Она попыталась что-нибудь вспомнить, но память рисовала лишь снег. Снег. Снег. Он был повсюду, кружил завихрениями в порывах ледяного ветра, забивался в нос и в рот, подгонял в спину хлесткими ударами. И где-то среди всего этого неистового вороха — синие огоньки. Их были десятки, сотни, а может и тысячи. Синие огоньки глаз мертвецов, вновь восставших, чтобы дотянуться гниющими руками до все еще живых. Синие огоньки на лицах без лиц.

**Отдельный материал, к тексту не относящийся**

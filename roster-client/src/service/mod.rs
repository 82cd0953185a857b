//! Service boundaries: the remote list and the user directory.
//!
//! Each boundary is a trait with a REST implementation and an in-memory one.
//! The in-memory pair follows the same contracts and backs the tests and
//! the console demo.

pub mod directory;
pub mod list;
pub mod memory;

pub use directory::{DirectoryService, SpDirectoryService};
pub use list::{ListService, Row, SpListService};
pub use memory::{InMemoryDirectory, InMemoryList};

use serde_json::Value;

/// Strip the verbose-mode `{"d": ...}` envelope, if present
pub(crate) fn unwrap_verbose(value: Value) -> Value {
    match value {
        Value::Object(mut map) if map.len() == 1 && map.contains_key("d") => {
            map.remove("d").unwrap_or(Value::Null)
        }
        other => other,
    }
}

Их не было там, она это понимала, просто израненное стужей воображение сыграло злую шутку. Многоликого тоже не было, он не тянулся рукой к ее горлу, не обещал забрать холод и боль, а взамен подарить тепло покоя. Но чьи-то руки там все же появились, те, что вытащили ее из глубин морозного ада. Может, их тоже не было, а она на самом деле мертва? Но тогда откуда эта тянущая боль, ощутимая каждым волоском на теле, откуда тяжесть во все еще не до конца пришедшей в себя голове?

— Очнулась, дитя?

Она резко села в кровати, но тут же мир вокруг закружился и заплясал, потонул в сером мареве туманной дымки и вынудил вновь откинуться на подушки.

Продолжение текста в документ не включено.